As Thompson wrote in an essay about the role in Vogue recently: “Does anyone know or care if middle-aged women are getting any sexual satisfaction or pleasure?” She then cites the Cosmo coverlines about orgasms she remembers from her youth: “How to achieve them in bigger, better ways. The focus on the achievement — as though we were less than wholly alive if we weren’t constantly emerging pinkly breathless from our latest appointment with ecstasy — was frankly a little bullying.”

But this movie isn’t really about sex, as much as it is about intimacy. And to get to intimacy, there has to be a lot of talking and exploring of boundaries. The plot begins following the death of Nancy’s husband, when she hires Leo to help her experience a different side of sex. She describes a spouse she loved, but whose approach to sex left her feeling very much meh. He would, in the character’s words, “do his business” atop her and roll over. Nancy has vowed never to fake an orgasm again, and admits she has never had a real one.

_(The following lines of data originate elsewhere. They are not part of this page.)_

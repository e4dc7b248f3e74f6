//! CodeSystem designation type.
//!
//! This module provides the `Designation` struct: an additional
//! representation of a concept, tagged with the rubric kind it came from.

/// An additional representation of a concept.
///
/// # Examples
///
/// ```
/// use claml_types::Designation;
///
/// let designation = Designation::new("inclusion", "Asiatic cholera", Some("en".to_string()));
/// assert_eq!(designation.use_code(), "inclusion");
/// assert_eq!(designation.value, "Asiatic cholera");
/// ```
#[derive(Debug, Clone, PartialEq, Eq)]
#[cfg_attr(feature = "serde", derive(serde::Serialize, serde::Deserialize))]
pub struct Designation {
    /// Language of the text.
    #[cfg_attr(feature = "serde", serde(default, skip_serializing_if = "Option::is_none"))]
    pub language: Option<String>,
    /// Role of the designation: the rubric kind name.
    #[cfg_attr(feature = "serde", serde(rename = "use"))]
    pub use_: Coding,
    /// The text.
    pub value: String,
}

impl Designation {
    /// Creates a designation with the given role, text and language.
    pub fn new(use_code: impl Into<String>, value: impl Into<String>, language: Option<String>) -> Self {
        Self {
            language,
            use_: Coding::new(use_code),
            value: value.into(),
        }
    }

    /// Returns the role code.
    pub fn use_code(&self) -> &str {
        &self.use_.code
    }
}

/// A code with an optional system.
#[derive(Debug, Clone, PartialEq, Eq)]
#[cfg_attr(feature = "serde", derive(serde::Serialize, serde::Deserialize))]
pub struct Coding {
    /// Code system URI.
    #[cfg_attr(feature = "serde", serde(default, skip_serializing_if = "Option::is_none"))]
    pub system: Option<String>,
    /// The code.
    pub code: String,
}

impl Coding {
    /// Creates a coding without a system.
    pub fn new(code: impl Into<String>) -> Self {
        Self {
            system: None,
            code: code.into(),
        }
    }
}
//! File loading and writing utilities.

use std::fs::{self, File};
use std::io::{BufWriter, Write};
use std::path::Path;

use claml_types::{ClamlDocument, CodeSystem};
use tracing::info;

use crate::parser::parse_document;
use crate::transform::transform;
use crate::types::{ClamlError, ClamlResult, TransformConfig, TransformStats};

/// Reads and parses a ClaML file.
pub fn load_document<P: AsRef<Path>>(path: P) -> ClamlResult<ClamlDocument> {
    let path = path.as_ref();

    if !path.is_file() {
        return Err(ClamlError::FileNotFound {
            path: path.display().to_string(),
        });
    }

    let xml = fs::read_to_string(path)?;
    info!("Read {} ({})", path.display(), format_bytes(xml.len()));

    let document = parse_document(&xml)?;
    info!(
        "Parsed {} classes and {} modifier classes",
        document.classes.len(),
        document.modifier_classes.len()
    );

    Ok(document)
}

/// Writes a CodeSystem as pretty-printed JSON.
pub fn write_code_system<P: AsRef<Path>>(path: P, code_system: &CodeSystem) -> ClamlResult<()> {
    let path = path.as_ref();
    let mut writer = BufWriter::new(File::create(path)?);

    serde_json::to_writer_pretty(&mut writer, code_system)?;
    writer.write_all(b"\n")?;
    writer.flush()?;

    info!(
        "Wrote CodeSystem with {} concepts to {}",
        code_system.count,
        path.display()
    );
    Ok(())
}

/// Converts a ClaML file into a CodeSystem JSON file.
///
/// Nothing is written if the input cannot be read or parsed.
pub fn convert_file<P, Q>(input: P, output: Q, config: &TransformConfig) -> ClamlResult<TransformStats>
where
    P: AsRef<Path>,
    Q: AsRef<Path>,
{
    let document = load_document(input)?;
    let result = transform(&document, config);
    write_code_system(output, &result.code_system)?;
    Ok(result.stats)
}

/// Formats a byte count as a human-readable string.
pub fn format_bytes(bytes: usize) -> String {
    const KB: usize = 1024;
    const MB: usize = KB * 1024;
    const GB: usize = MB * 1024;

    if bytes >= GB {
        format!("{:.2} GB", bytes as f64 / GB as f64)
    } else if bytes >= MB {
        format!("{:.2} MB", bytes as f64 / MB as f64)
    } else if bytes >= KB {
        format!("{:.2} KB", bytes as f64 / KB as f64)
    } else {
        format!("{} bytes", bytes)
    }
}
//! ClaML to FHIR CodeSystem converter binary.

use anyhow::{Context, Result};
use clap::Parser;
use claml_cli::Cli;
use claml_loader::convert_file;
use tracing_subscriber::{layer::SubscriberExt, util::SubscriberInitExt};

fn main() -> Result<()> {
    let cli = Cli::parse();

    // Initialize tracing
    let default_filter = if cli.verbose { "debug" } else { "info" };
    tracing_subscriber::registry()
        .with(tracing_subscriber::fmt::layer().with_writer(std::io::stderr))
        .with(
            tracing_subscriber::EnvFilter::try_from_default_env()
                .unwrap_or_else(|_| default_filter.into()),
        )
        .init();

    let config = cli.transform_config().context("Invalid options")?;

    tracing::info!("Converting {} to {}", cli.input.display(), cli.output.display());
    let stats = convert_file(&cli.input, &cli.output, &config).with_context(|| {
        format!(
            "Failed to convert {} to {}",
            cli.input.display(),
            cli.output.display()
        )
    })?;

    tracing::info!(
        "Read {} classes: {} concepts emitted ({} declared, {} from modifiers), {} excluded",
        stats.classes_read,
        stats.total_concepts(),
        stats.declared_concepts,
        stats.modifier_concepts,
        stats.excluded_classes
    );
    if stats.duplicate_codes > 0 || stats.modifier_collisions > 0 || stats.empty_labels > 0 {
        tracing::warn!(
            "Skipped {} duplicate codes, {} modifier collisions and {} empty labels",
            stats.duplicate_codes,
            stats.modifier_collisions,
            stats.empty_labels
        );
    }
    tracing::info!("Inclusion rate: {:.1}%", stats.inclusion_rate());

    Ok(())
}
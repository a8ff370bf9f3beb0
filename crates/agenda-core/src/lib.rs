//! # agenda-core
//!
//! In-process appointment-scheduling engine: creates, validates, reschedules,
//! cancels, and reports on timed appointments while guaranteeing that no two
//! active appointments occupy the same date/time slot.
//!
//! All times are naive local wall-clock values in a single fixed time zone;
//! dates are `DD/MM/YYYY` strings and start times are 24-hour `HH:MM` strings.
//! Every operation is a full read-modify-write against the repository's
//! current snapshot, and a failed operation leaves the persisted set
//! untouched.
//!
//! ## Quick start
//!
//! ```rust
//! use agenda_core::{AgendaService, Appointment, MemoryRepo, SlotEngine};
//!
//! let mut agenda = AgendaService::new(MemoryRepo::new(), SlotEngine::default());
//!
//! let ana = agenda
//!     .create(Appointment::new("01/01/2025", "09:00", "Ana", "", "checkup"))
//!     .unwrap();
//!
//! // The slot is now held by an active appointment — double-booking fails.
//! let double = agenda.create(Appointment::new("01/01/2025", "09:00", "Luis", "", "follow-up"));
//! assert!(double.is_err());
//!
//! // Cancelling frees the slot for re-booking.
//! agenda.cancel(&ana.id, "patient requested").unwrap();
//! assert_eq!(agenda.suggest_next("01/01/2025").unwrap().as_deref(), Some("09:00"));
//! ```
//!
//! ## Modules
//!
//! - [`validate`] — pure date/time/phone format validators
//! - [`slots`] — `SlotEngine`, the daily start-time sequence generator
//! - [`appointment`] — the `Appointment` entity, its status state machine,
//!   and the append-only history log
//! - [`repository`] — the read-all/write-all store contract plus JSON-file
//!   and in-memory implementations
//! - [`service`] — `AgendaService`, the conflict-checked orchestrator
//! - [`error`] — error taxonomy (`Validation` / `Conflict` / `NotFound`)

pub mod appointment;
pub mod error;
pub mod repository;
pub mod service;
pub mod slots;
pub mod validate;

pub use appointment::{Appointment, HistoryEntry, Status};
pub use error::{AgendaError, Result};
pub use repository::{AppointmentRepo, JsonFileRepo, MemoryRepo};
pub use service::{AgendaService, AgendaStats};
pub use slots::SlotEngine;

Over the course of the four meetings, between awkward small talk, cultural misunderstandings and incremental progress towards her goals, Nancy tells Leo about the one time she felt passion, as a young woman on holiday with her family. It was a fleeting encounter, some quick groping in a car park, but that long-lost yearning was still emblazoned on her brain. So she worked up the courage to hire a man to explore that longing. 

 

Daryl McCormack, as Leo Grande, the sex worker Nancy (Emma Thompson) hires to help her experience a different side of sex, after her husband dies. Photo: Nick Wall/© GoodLuckLeoLimited

 

Of course there is much more, emotionally, to work through than just copulatory mechanics. It is as if Nancy imagined some sort of Erica Jong zipless f***, but came face-to-face with a real human attached to the functional part of that exchange.

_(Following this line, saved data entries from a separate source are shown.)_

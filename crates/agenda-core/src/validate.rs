//! Pure format validators for dates, times, and phone numbers.
//!
//! No state, no side effects — failures are expressed purely as boolean
//! results (or `None` from the parse helpers), never as errors.

use chrono::{NaiveDate, NaiveTime};

/// Fixed calendar date format: day/month/year.
pub const DATE_FMT: &str = "%d/%m/%Y";

/// Fixed 24-hour time format: hour:minute.
pub const TIME_FMT: &str = "%H:%M";

/// Parse a date string under [`DATE_FMT`].
pub fn parse_date(s: &str) -> Option<NaiveDate> {
    NaiveDate::parse_from_str(s, DATE_FMT).ok()
}

/// Parse a time string under [`TIME_FMT`].
pub fn parse_time(s: &str) -> Option<NaiveTime> {
    NaiveTime::parse_from_str(s, TIME_FMT).ok()
}

/// True iff `s` parses as a calendar date in DD/MM/YYYY form.
pub fn valid_date(s: &str) -> bool {
    parse_date(s).is_some()
}

/// True iff `s` parses as a 24-hour HH:MM time.
pub fn valid_time(s: &str) -> bool {
    parse_time(s).is_some()
}

/// True if `s` is empty (phone is optional), else true iff the digit-only
/// projection of `s` has exactly 9 digits.
pub fn valid_phone(s: &str) -> bool {
    if s.is_empty() {
        return true;
    }
    s.chars().filter(|c| c.is_ascii_digit()).count() == 9
}
//! Slot generation — the ordered sequence of valid start times for a day.
//!
//! A `SlotEngine` is configured with a daily window, a slot duration, and an
//! optional break between consecutive slots. Generation is a pure function of
//! the configuration: every valid date yields the same sequence, recomputed
//! fresh on each call. The date argument only gates validity — a single,
//! undifferentiated daily schedule is assumed.

use chrono::{Duration, NaiveTime};
use std::collections::HashSet;

use crate::validate::{parse_time, valid_date, TIME_FMT};

/// Computes candidate appointment start times within a daily window.
#[derive(Debug, Clone)]
pub struct SlotEngine {
    start: NaiveTime,
    end: NaiveTime,
    slot_minutes: u32,
    break_minutes: u32,
}

impl Default for SlotEngine {
    /// 09:00–17:00 in 30-minute slots with no break.
    fn default() -> Self {
        SlotEngine::new(
            NaiveTime::from_hms_opt(9, 0, 0).unwrap_or_default(),
            NaiveTime::from_hms_opt(17, 0, 0).unwrap_or_default(),
            30,
            0,
        )
    }
}

impl SlotEngine {
    pub fn new(start: NaiveTime, end: NaiveTime, slot_minutes: u32, break_minutes: u32) -> Self {
        SlotEngine {
            start,
            end,
            slot_minutes,
            break_minutes,
        }
    }

    /// Duration of a single slot, in minutes. New appointments default to this.
    pub fn slot_minutes(&self) -> u32 {
        self.slot_minutes
    }

    /// Generate the ordered start times (HH:MM) available on `date`.
    ///
    /// Returns the empty sequence when `date` is not a valid DD/MM/YYYY date.
    /// Otherwise emits slots from the window start, advancing by
    /// `slot + break`, stopping once a slot would end past the window end —
    /// a slot ending exactly at the boundary is included.
    pub fn generate_slots(&self, date: &str) -> Vec<String> {
        if !valid_date(date) {
            return Vec::new();
        }

        let slot = Duration::minutes(i64::from(self.slot_minutes));
        let step = slot + Duration::minutes(i64::from(self.break_minutes));

        let mut slots = Vec::new();
        let mut cursor = self.start;
        // A nonzero wrap means the addition crossed midnight, i.e. the slot
        // no longer fits inside a single day.
        loop {
            let (slot_end, wrapped) = cursor.overflowing_add_signed(slot);
            if wrapped != 0 || slot_end > self.end {
                break;
            }
            slots.push(cursor.format(TIME_FMT).to_string());
            let (next, wrapped) = cursor.overflowing_add_signed(step);
            if wrapped != 0 || next <= cursor {
                break;
            }
            cursor = next;
        }
        slots
    }

    /// First generated slot on `date` not present in `occupied` (a set of
    /// (date, time) pairs). `None` if the date is invalid or every slot is
    /// taken.
    pub fn suggest_next(&self, date: &str, occupied: &HashSet<(String, String)>) -> Option<String> {
        self.generate_slots(date)
            .into_iter()
            .find(|time| !occupied.contains(&(date.to_string(), time.clone())))
    }
}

Again, in Thompson’s own words, “it’s an adventure in several kinds of intimacy. An exploration of pleasure and shame, and a portrait of sex work as one of the caring professions.” See, Nancy came into the arrangement with all kinds of pre-conceived notions about sex work and sex workers. (She did teach religious education, after all, and told Leo each year she had asked the students the same question about the morality of sex work.) She therefore assumed Leo would, of necessity, be demeaned by it, and the corollary of that: that he would be disgusted by her. That he is neither demeaned nor disgusted is a revelation to her.

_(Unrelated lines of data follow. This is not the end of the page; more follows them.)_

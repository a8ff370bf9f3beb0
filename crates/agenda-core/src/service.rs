//! The agenda orchestrator: conflict-checked booking, the status state
//! machine, reschedule chains, queries, and aggregate statistics.
//!
//! Every operation is a full read-modify-write against the repository's
//! current snapshot — there is no cache between calls, and a failed
//! operation never writes, so the persisted set is untouched on any error.
//! `&mut self` on the mutating operations makes single-writer use the only
//! option within one service value; sharing a service across writers
//! requires external serialization.

use chrono::NaiveTime;
use std::collections::{BTreeMap, HashSet};

use crate::appointment::{Appointment, Status};
use crate::error::{AgendaError, Result};
use crate::repository::AppointmentRepo;
use crate::slots::SlotEngine;
use crate::validate::{parse_date, parse_time, valid_date, valid_phone, valid_time};

/// Aggregate counters over the full appointment set.
#[derive(Debug, Clone, PartialEq)]
pub struct AgendaStats {
    /// Total records, every status included.
    pub total: usize,
    /// Per-status counts; every status is present, zero-filled.
    pub by_status: BTreeMap<Status, usize>,
    /// Records carrying a back link, i.e. created by a reschedule.
    pub reschedules: usize,
    /// Mean whole days between creation and the appointment date, over
    /// records currently Scheduled or Attended. 0.0 when that set is empty.
    pub mean_lead_days: f64,
}

/// Orchestrates appointment operations against a repository snapshot.
pub struct AgendaService<R: AppointmentRepo> {
    repo: R,
    slots: SlotEngine,
}

impl<R: AppointmentRepo> AgendaService<R> {
    pub fn new(repo: R, slots: SlotEngine) -> Self {
        AgendaService { repo, slots }
    }

    /// Build a draft appointment whose duration defaults to the engine's
    /// configured slot duration. The draft is not persisted until [`create`].
    ///
    /// [`create`]: AgendaService::create
    pub fn new_appointment(
        &self,
        date: &str,
        time: &str,
        patient: &str,
        phone: &str,
        description: &str,
    ) -> Appointment {
        let mut a = Appointment::new(date, time, patient, phone, description);
        a.duration_minutes = self.slots.slot_minutes();
        a
    }

    /// Validate and persist a new appointment.
    ///
    /// # Errors
    /// `Validation` for a missing patient/description or a malformed
    /// date/time/phone; `Conflict` when an active appointment already holds
    /// the exact (date, time). On any error nothing is written.
    pub fn create(&mut self, appointment: Appointment) -> Result<Appointment> {
        let mut items = self.repo.all()?;
        self.validate(&items, &appointment, None)?;
        upsert(&mut items, appointment.clone());
        self.repo.save_many(&items)?;
        Ok(appointment)
    }

    /// Replace the fields of the appointment identified by `id` with those of
    /// `appointment` (the stored identity always stays `id`). The record may
    /// keep its own slot — conflict checking excludes `id`.
    pub fn edit(&mut self, id: &str, mut appointment: Appointment) -> Result<Appointment> {
        let mut items = self.repo.all()?;
        if !items.iter().any(|a| a.id == id) {
            return Err(AgendaError::NotFound(id.to_string()));
        }
        self.validate(&items, &appointment, Some(id))?;
        appointment.id = id.to_string();
        appointment.touch();
        upsert(&mut items, appointment.clone());
        self.repo.save_many(&items)?;
        Ok(appointment)
    }

    /// Cancel an appointment, keeping the record for history and reporting.
    /// Cancelling an already-cancelled record succeeds and appends another
    /// history line.
    pub fn cancel(&mut self, id: &str, reason: &str) -> Result<Appointment> {
        self.mark_status(id, Status::Cancelled, reason)
    }

    /// Transition an appointment to `new_status` with a history entry and a
    /// fresh `updated_at`.
    pub fn mark_status(&mut self, id: &str, new_status: Status, reason: &str) -> Result<Appointment> {
        let mut items = self.repo.all()?;
        let target = items
            .iter_mut()
            .find(|a| a.id == id)
            .ok_or_else(|| AgendaError::NotFound(id.to_string()))?;
        target.record_status(new_status, reason);
        let updated = target.clone();
        self.repo.save_many(&items)?;
        Ok(updated)
    }

    /// Append a timestamped free-text note to an appointment's history.
    pub fn add_note(&mut self, id: &str, note: &str) -> Result<Appointment> {
        let mut items = self.repo.all()?;
        let target = items
            .iter_mut()
            .find(|a| a.id == id)
            .ok_or_else(|| AgendaError::NotFound(id.to_string()))?;
        target.add_note(note);
        let updated = target.clone();
        self.repo.save_many(&items)?;
        Ok(updated)
    }

    /// Move an appointment to a new slot by chaining a replacement record.
    ///
    /// The original becomes `Rescheduled` (and stops blocking its slot) with
    /// a forward link to the replacement; the replacement carries the back
    /// link and a history entry with `reason`. Both records are persisted in
    /// the same write. On validation or conflict failure neither record is
    /// mutated in the store. Returns the replacement.
    pub fn reschedule(
        &mut self,
        id: &str,
        new_date: &str,
        new_time: &str,
        reason: &str,
    ) -> Result<Appointment> {
        let mut items = self.repo.all()?;
        let index = items
            .iter()
            .position(|a| a.id == id)
            .ok_or_else(|| AgendaError::NotFound(id.to_string()))?;

        // In-memory transition first: with the original already Rescheduled
        // in the working snapshot, re-booking its own old slot is allowed.
        let replacement = items[index].reschedule_to(new_date, new_time, reason);
        self.validate(&items, &replacement, None)?;

        items.push(replacement.clone());
        self.repo.save_many(&items)?;
        Ok(replacement)
    }

    /// Physically remove a record. Distinct from [`cancel`], which keeps it.
    ///
    /// [`cancel`]: AgendaService::cancel
    pub fn delete(&mut self, id: &str) -> Result<()> {
        let mut items = self.repo.all()?;
        let index = items
            .iter()
            .position(|a| a.id == id)
            .ok_or_else(|| AgendaError::NotFound(id.to_string()))?;
        items.remove(index);
        self.repo.save_many(&items)?;
        Ok(())
    }

    /// All records ordered by (date, time) ascending. The fixed formats are
    /// parsed for comparison — DD/MM/YYYY does not sort lexically.
    pub fn list(&self) -> Result<Vec<Appointment>> {
        let mut items = self.repo.all()?;
        items.sort_by_key(|a| (parse_date(&a.date), parse_time(&a.time)));
        Ok(items)
    }

    /// Every appointment for `patient` (case-insensitive exact match on the
    /// name), terminal statuses included — audit view, not a booking view.
    pub fn patient_history(&self, patient: &str) -> Result<Vec<Appointment>> {
        let needle = patient.to_lowercase();
        Ok(self
            .repo
            .all()?
            .into_iter()
            .filter(|a| a.patient.to_lowercase() == needle)
            .collect())
    }

    /// First free generated slot on `date`, considering only active
    /// appointments as occupying. `None` when the date is invalid or the day
    /// is fully booked.
    pub fn suggest_next(&self, date: &str) -> Result<Option<String>> {
        let occupied: HashSet<(String, String)> = self
            .repo
            .all()?
            .into_iter()
            .filter(|a| a.status.is_active())
            .map(|a| (a.date, a.time))
            .collect();
        Ok(self.slots.suggest_next(date, &occupied))
    }

    /// Aggregate statistics over the full current snapshot.
    pub fn statistics(&self) -> Result<AgendaStats> {
        let items = self.repo.all()?;

        let mut by_status: BTreeMap<Status, usize> =
            Status::ALL.iter().map(|s| (*s, 0)).collect();
        for a in &items {
            if let Some(count) = by_status.get_mut(&a.status) {
                *count += 1;
            }
        }

        let reschedules = items
            .iter()
            .filter(|a| a.previous_appointment_id.is_some())
            .count();

        let lead_days: Vec<i64> = items
            .iter()
            .filter(|a| matches!(a.status, Status::Scheduled | Status::Attended))
            .filter_map(|a| {
                let date = parse_date(&a.date)?;
                Some((date.and_time(NaiveTime::MIN) - a.created_at).num_days())
            })
            .collect();
        let mean_lead_days = if lead_days.is_empty() {
            0.0
        } else {
            lead_days.iter().sum::<i64>() as f64 / lead_days.len() as f64
        };

        Ok(AgendaStats {
            total: items.len(),
            by_status,
            reschedules,
            mean_lead_days,
        })
    }

    /// Shared rule for create/edit/reschedule: field formats first, then the
    /// slot-exclusivity scan. `exclude_id` lets a record keep its own slot
    /// when editing.
    fn validate(
        &self,
        items: &[Appointment],
        candidate: &Appointment,
        exclude_id: Option<&str>,
    ) -> Result<()> {
        if candidate.patient.is_empty() {
            return Err(AgendaError::Validation("patient is required".to_string()));
        }
        if candidate.description.is_empty() {
            return Err(AgendaError::Validation("description is required".to_string()));
        }
        if !valid_date(&candidate.date) {
            return Err(AgendaError::Validation(
                "invalid date (use DD/MM/YYYY)".to_string(),
            ));
        }
        if !valid_time(&candidate.time) {
            return Err(AgendaError::Validation("invalid time (use HH:MM)".to_string()));
        }
        if !valid_phone(&candidate.phone) {
            return Err(AgendaError::Validation(
                "invalid phone (9 digits expected)".to_string(),
            ));
        }
        if slot_taken(items, &candidate.date, &candidate.time, exclude_id) {
            return Err(AgendaError::Conflict {
                date: candidate.date.clone(),
                time: candidate.time.clone(),
            });
        }
        Ok(())
    }
}

/// Linear scan for the slot-exclusivity invariant: a candidate (date, time)
/// conflicts iff some other record holds it with an active status. O(n) by
/// design — the working set is a single calendar.
fn slot_taken(items: &[Appointment], date: &str, time: &str, exclude_id: Option<&str>) -> bool {
    items.iter().any(|a| {
        exclude_id != Some(a.id.as_str())
            && a.status.is_active()
            && a.date == date
            && a.time == time
    })
}

/// Replace the record with a matching id, or append when there is none.
fn upsert(items: &mut Vec<Appointment>, appointment: Appointment) {
    match items.iter_mut().find(|a| a.id == appointment.id) {
        Some(existing) => *existing = appointment,
        None => items.push(appointment),
    }
}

Handing the mic back to Thompson in Vogue again, because she’s the expert here: “Leo listens — he respects pleasure. He understands it takes many forms and none is anathema to him.” 

 

Emma Thompson and Daryl McCormack took part in nude rehearsals to get more comfortable with one another ahead of filming. Photo: Nick Wall /© GoodLuckLeoLimited

 

Indeed, he describes his clientele: a woman in her 80s; a woman in a wheelchair who wants to be bathed and held in the bath; a man who wants him to dress up as a cat. He describes them with respect and he characterizes his own feelings as being satisfied to help them. “He understands that he can make people feel better, he can improve their lives, and sometimes he can even release them from suffering. He teaches Nancy, in short, about the possible sanctity of sex work.” 

A couple of deft plot twists ensue, which we won’t spoil here, but as above, the ending feels satisfying. Everyone takes away something, most especially the audience.

Thompson has said that she and McCormack and the film’s director, Sophie Hyde, all got naked together in the rehearsal period to learn to make this film with more comfort. It helped, she said, that it was filmed during the pandemic, which necessarily restricted the size of the production crew.

Thompson noted in Vogue that, “Before making Good Luck to You, Leo Grande, I had no idea how much I would learn about my attitude to my own body, to pleasure and to shame — how much I would laugh about the genuine silliness of so many of our responses to sexual pleasure, and how much I would cry about what is lost in life when it is repressed, ignored and punished.”

Thus, taking off her clothes is a liberation not just of Nancy, and of Thompson, but of all our expectations about what is and is not beautiful, both inside and out.